The 90-day-plus credit card delinquency was running around 8% of total balances, amid loosey-goosey underwriting and an aggressive push into subprime credit cards where banks would charge interest rates of 25% or 30%.

Then came the free money, and some people used it to catch up on their credit card debt, and the seriously delinquent balances peaked in Q1 2021 and then started falling. In Q4, they dropped to 8.3%, the lowest since Q3 2019:

And newly delinquent credit card loans fell to a record low of 4.1% of total credit card balances:

Third-Party Collections plunge.

Flush with free money, consumers caught up with their auto loans and their credit cards. The percentage of consumers whose loans had been sent to third-party collections plunged throughout the pandemic, continuing with a trend that started in 2015. In Q4 2021, a record low of 6.3% of all consumers had third-party collections:

Ah, the collapse of the bankruptcies.

With free money, forbearance, and eviction bans, consumers were let off the hook in a historic manner, as the above charts have shown. As a result, the number of consumers bankruptcies in Q4 dropped to the lowest on record of 93,800.

Note the effect of the Bankruptcy Abuse Prevention and Consumer Protection Act of 2005, that caused a swarm of consumers to front-run it to file for bankruptcy before the deadline of October 17, 2005. After the new law took effect, bankruptcy filings plunged. The Financial Crisis fueled another bout of bankruptcy filings. But since then, filings have dropped, and the drop accelerated during the pandemic:

The banks came out ahead.

This sharp decline in delinquencies, defaults, and foreclosures across the consumer credit spectrum is a huge benefit for the lenders – the entities that the Fed primarily represents and regulates – because their consumer-credit charge offs plunged. Risky loans that the lenders were issuing at high rates? Suddenly no problem, thanks to this free money, they generated huge incomes and few credit losses.

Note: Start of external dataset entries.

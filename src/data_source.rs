//! Dataset handle abstraction
//!
//! This module defines the uniform interface the engine reads datasets
//! through, plus [`DatasetSource`], which folds "one file", "several files"
//! and "one file with groups" into a single group-indexed view.

use crate::errors::{NcSliceError, Result};
use ndarray::ArrayD;
use std::collections::BTreeMap;
use std::fmt;
use std::ops::Range;

/// Storage type of a variable's elements
#[derive(Debug, Clone, Copy, PartialEq, Eq)]
pub enum ElementType {
    I8,
    U8,
    I16,
    U16,
    I32,
    U32,
    I64,
    U64,
    F32,
    F64,
    Char,
    String,
    /// Decoded calendar datetimes (only produced by the engine itself)
    DateTime,
    Unknown,
}

impl ElementType {
    /// Derive the element type from a type name as printed by the NetCDF
    /// bindings (`"int(i16)"`, `"float(f32)"`, `"short"`, `"double"`, ...).
    pub fn from_type_name(name: &str) -> Self {
        let name = name.to_lowercase();
        let has = |keys: &[&str]| keys.iter().any(|k| name.contains(k));

        if has(&["string"]) {
            ElementType::String
        } else if has(&["char"]) && !has(&["uchar", "schar"]) {
            ElementType::Char
        } else if has(&["f64", "double"]) {
            ElementType::F64
        } else if has(&["f32", "float"]) {
            ElementType::F32
        } else if has(&["u64", "ulonglong", "uint64"]) {
            ElementType::U64
        } else if has(&["i64", "longlong", "int64"]) {
            ElementType::I64
        } else if has(&["u32", "uint"]) {
            ElementType::U32
        } else if has(&["u16", "ushort"]) {
            ElementType::U16
        } else if has(&["i16", "short"]) {
            ElementType::I16
        } else if has(&["u8", "ubyte", "uchar"]) {
            ElementType::U8
        } else if has(&["i8", "byte", "schar"]) {
            ElementType::I8
        } else if has(&["i32", "int"]) {
            ElementType::I32
        } else {
            ElementType::Unknown
        }
    }

    /// Whether values of this type are calendar datetimes
    pub fn is_datetime(self) -> bool {
        self == ElementType::DateTime
    }
}

/// Attribute value, reduced to the two shapes the engine cares about
#[derive(Debug, Clone, PartialEq)]
pub enum AttrValue {
    Text(String),
    Numbers(Vec<f64>),
}

impl AttrValue {
    pub fn as_text(&self) -> Option<&str> {
        match self {
            AttrValue::Text(s) => Some(s.as_str()),
            AttrValue::Numbers(_) => None,
        }
    }

    pub fn as_numbers(&self) -> Option<&[f64]> {
        match self {
            AttrValue::Numbers(v) => Some(v.as_slice()),
            AttrValue::Text(_) => None,
        }
    }
}

impl From<&str> for AttrValue {
    fn from(value: &str) -> Self {
        AttrValue::Text(value.to_string())
    }
}

impl From<f64> for AttrValue {
    fn from(value: f64) -> Self {
        AttrValue::Numbers(vec![value])
    }
}

impl From<Vec<f64>> for AttrValue {
    fn from(values: Vec<f64>) -> Self {
        AttrValue::Numbers(values)
    }
}

/// Information about a dimension
#[derive(Debug, Clone, PartialEq, Eq)]
pub struct DimensionInfo {
    pub name: String,
    pub length: usize,
    pub is_unlimited: bool,
}

impl DimensionInfo {
    pub fn new(name: &str, length: usize) -> Self {
        Self {
            name: name.to_string(),
            length,
            is_unlimited: false,
        }
    }

    pub fn unlimited(name: &str, length: usize) -> Self {
        Self {
            name: name.to_string(),
            length,
            is_unlimited: true,
        }
    }
}

/// Structured metadata for a variable
#[derive(Debug, Clone, PartialEq)]
pub struct VariableInfo {
    pub name: String,
    pub element_type: ElementType,
    pub dimensions: Vec<DimensionInfo>,
    pub attributes: BTreeMap<String, AttrValue>,
}

impl VariableInfo {
    pub fn rank(&self) -> usize {
        self.dimensions.len()
    }

    pub fn shape(&self) -> Vec<usize> {
        self.dimensions.iter().map(|d| d.length).collect()
    }

    pub fn dim_names(&self) -> Vec<&str> {
        self.dimensions.iter().map(|d| d.name.as_str()).collect()
    }

    /// `(name, length)` pairs in storage order
    pub fn dim_pairs(&self) -> Vec<(String, usize)> {
        self.dimensions
            .iter()
            .map(|d| (d.name.clone(), d.length))
            .collect()
    }

    pub fn attribute(&self, name: &str) -> Option<&AttrValue> {
        self.attributes.get(name)
    }

    pub fn text_attribute(&self, name: &str) -> Option<&str> {
        self.attribute(name).and_then(AttrValue::as_text)
    }

    pub fn number_attribute(&self, name: &str) -> Option<&[f64]> {
        self.attribute(name).and_then(AttrValue::as_numbers)
    }

    /// `units` attribute or an empty string
    pub fn units(&self) -> &str {
        self.text_attribute("units").unwrap_or("")
    }

    /// `calendar` attribute, `"standard"` if absent
    pub fn calendar(&self) -> &str {
        self.text_attribute("calendar").unwrap_or("standard")
    }

    pub fn axis(&self) -> Option<&str> {
        self.text_attribute("axis")
    }

    /// First value of `_FillValue`
    pub fn fill_value(&self) -> Option<f64> {
        self.number_attribute("_FillValue")
            .and_then(|v| v.first().copied())
    }

    /// All values of `missing_value`; empty if absent
    pub fn missing_values(&self) -> &[f64] {
        self.number_attribute("missing_value").unwrap_or(&[])
    }

    /// `standard_name`, else `long_name`, else the variable name
    pub fn standard_name(&self) -> &str {
        self.text_attribute("standard_name")
            .or_else(|| self.text_attribute("long_name"))
            .unwrap_or(&self.name)
    }

    /// `long_name`, else `standard_name`, else the variable name, followed
    /// by the units in parentheses if there are any
    pub fn axis_label(&self) -> String {
        let name = self
            .text_attribute("long_name")
            .or_else(|| self.text_attribute("standard_name"))
            .unwrap_or(&self.name);
        match self.text_attribute("units") {
            Some(units) => format!("{name} ({units})"),
            None => name.to_string(),
        }
    }
}

/// Uniform read interface over an open array container
///
/// A handle is one namespace: a whole ungrouped file, or one group of a file.
/// The engine never closes handles.
pub trait DatasetHandle {
    /// Dimensions defined in this namespace, in storage order
    fn dimensions(&self) -> Vec<DimensionInfo>;

    /// Variable names in storage order
    fn variable_names(&self) -> Vec<String>;

    /// Metadata of one variable
    fn variable(&self, name: &str) -> Option<VariableInfo>;

    /// Read a hyperslab as `f64`, one range per dimension
    ///
    /// # Errors
    ///
    /// Returns an error if the variable does not exist, the ranges do not
    /// match its rank, or the underlying read fails.
    fn read(&self, name: &str, ranges: &[Range<usize>]) -> Result<ArrayD<f64>>;

    /// Metadata of all variables in storage order
    fn variables(&self) -> Vec<VariableInfo> {
        self.variable_names()
            .iter()
            .filter_map(|name| self.variable(name))
            .collect()
    }

    fn contains(&self, name: &str) -> bool {
        self.variable(name).is_some()
    }

    /// Read a complete variable
    fn read_all(&self, name: &str) -> Result<ArrayD<f64>> {
        let info = self
            .variable(name)
            .ok_or_else(|| NcSliceError::VariableNotFound {
                var: name.to_string(),
            })?;
        let ranges: Vec<Range<usize>> = info.dimensions.iter().map(|d| 0..d.length).collect();
        self.read(name, &ranges)
    }
}

/// One opened file: its root namespace and its (first level) groups
pub struct FileEntry<'a> {
    pub root: Box<dyn DatasetHandle + 'a>,
    pub groups: Vec<(String, Box<dyn DatasetHandle + 'a>)>,
}

impl<'a> FileEntry<'a> {
    pub fn new(root: Box<dyn DatasetHandle + 'a>) -> Self {
        Self {
            root,
            groups: Vec::new(),
        }
    }
}

/// All datasets opened together, addressed by group index
pub enum DatasetSource<'a> {
    /// One file without groups; the group list is empty
    SingleFile(Box<dyn DatasetHandle + 'a>),
    /// Several files, each a synthetic group named `file0`, `file1`, ...
    MultiFile(Vec<(String, Box<dyn DatasetHandle + 'a>)>),
    /// One file whose groups make up the group list
    GroupedFile(Vec<(String, Box<dyn DatasetHandle + 'a>)>),
}

impl fmt::Debug for DatasetSource<'_> {
    fn fmt(&self, f: &mut fmt::Formatter<'_>) -> fmt::Result {
        let kind = match self {
            DatasetSource::SingleFile(_) => "SingleFile",
            DatasetSource::MultiFile(_) => "MultiFile",
            DatasetSource::GroupedFile(_) => "GroupedFile",
        };
        f.debug_struct("DatasetSource")
            .field("kind", &kind)
            .field("groups", &self.groups())
            .finish()
    }
}

/// Synthetic group name of file `index` out of `count`
pub fn synthetic_group_name(index: usize, count: usize) -> String {
    let width = (count as f64).log10().ceil().max(1.0) as usize;
    format!("file{index:0width$}")
}

impl<'a> DatasetSource<'a> {
    /// Combine opened files into one source
    ///
    /// # Errors
    ///
    /// Returns [`NcSliceError::InvalidArgument`] if no file is given, or if
    /// several files are given and one of them has groups.
    pub fn from_files(mut files: Vec<FileEntry<'a>>) -> Result<Self> {
        match files.len() {
            0 => Err(NcSliceError::invalid("no dataset given")),
            1 => {
                let entry = files.remove(0);
                if entry.groups.is_empty() {
                    Ok(DatasetSource::SingleFile(entry.root))
                } else {
                    Ok(DatasetSource::GroupedFile(entry.groups))
                }
            }
            count => {
                if let Some(i) = files.iter().position(|f| !f.groups.is_empty()) {
                    return Err(NcSliceError::invalid(format!(
                        "either multiple files or one file with groups allowed as input; \
                         multiple files given but file {i} has groups"
                    )));
                }
                let handles = files
                    .into_iter()
                    .enumerate()
                    .map(|(i, f)| (synthetic_group_name(i, count), f.root))
                    .collect();
                Ok(DatasetSource::MultiFile(handles))
            }
        }
    }

    /// Group list; empty for a single ungrouped file
    pub fn groups(&self) -> Vec<String> {
        match self {
            DatasetSource::SingleFile(_) => Vec::new(),
            DatasetSource::MultiFile(h) | DatasetSource::GroupedFile(h) => {
                h.iter().map(|(name, _)| name.clone()).collect()
            }
        }
    }

    /// Number of namespaces to scan; at least one
    pub fn len(&self) -> usize {
        match self {
            DatasetSource::SingleFile(_) => 1,
            DatasetSource::MultiFile(h) | DatasetSource::GroupedFile(h) => h.len(),
        }
    }

    pub fn is_empty(&self) -> bool {
        self.len() == 0
    }

    /// Handle of group `index`
    pub fn handle(&self, index: usize) -> Option<&(dyn DatasetHandle + 'a)> {
        match self {
            DatasetSource::SingleFile(h) if index == 0 => Some(h.as_ref()),
            DatasetSource::SingleFile(_) => None,
            DatasetSource::MultiFile(h) | DatasetSource::GroupedFile(h) => {
                h.get(index).map(|(_, handle)| handle.as_ref())
            }
        }
    }

    /// Label prefix of group `index`: `""` or `"name/"`
    pub fn prefix(&self, index: usize) -> String {
        match self {
            DatasetSource::SingleFile(_) => String::new(),
            DatasetSource::MultiFile(h) | DatasetSource::GroupedFile(h) => h
                .get(index)
                .map(|(name, _)| format!("{name}/"))
                .unwrap_or_default(),
        }
    }
}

Fed tightening not getting derailed by consumers.

Some folks have been saying for months that the Fed can never taper QE, that it can never raise rates, and that it can never shed its assets (QT), that in fact the Fed is “trapped,” and one of the reasons they enlist is the state of the consumer, that consumer credit couldn’t handle any kind of tightening.

Alas, as Powell has been pointing out as part of his reasoning why the Fed can tighten monetary policies just fine: Consumers are in historically great shape in terms of delinquencies, foreclosures, collections, and bankruptcies.

The $11 trillion in stimulus, spread around in 22 months, with much of it still trying to find a place to go, has had a huge effect. And it would take a lot of monetary tightening and financial disruption and much higher interest rates and some job losses to return these consumer credit measures to even the historical mean.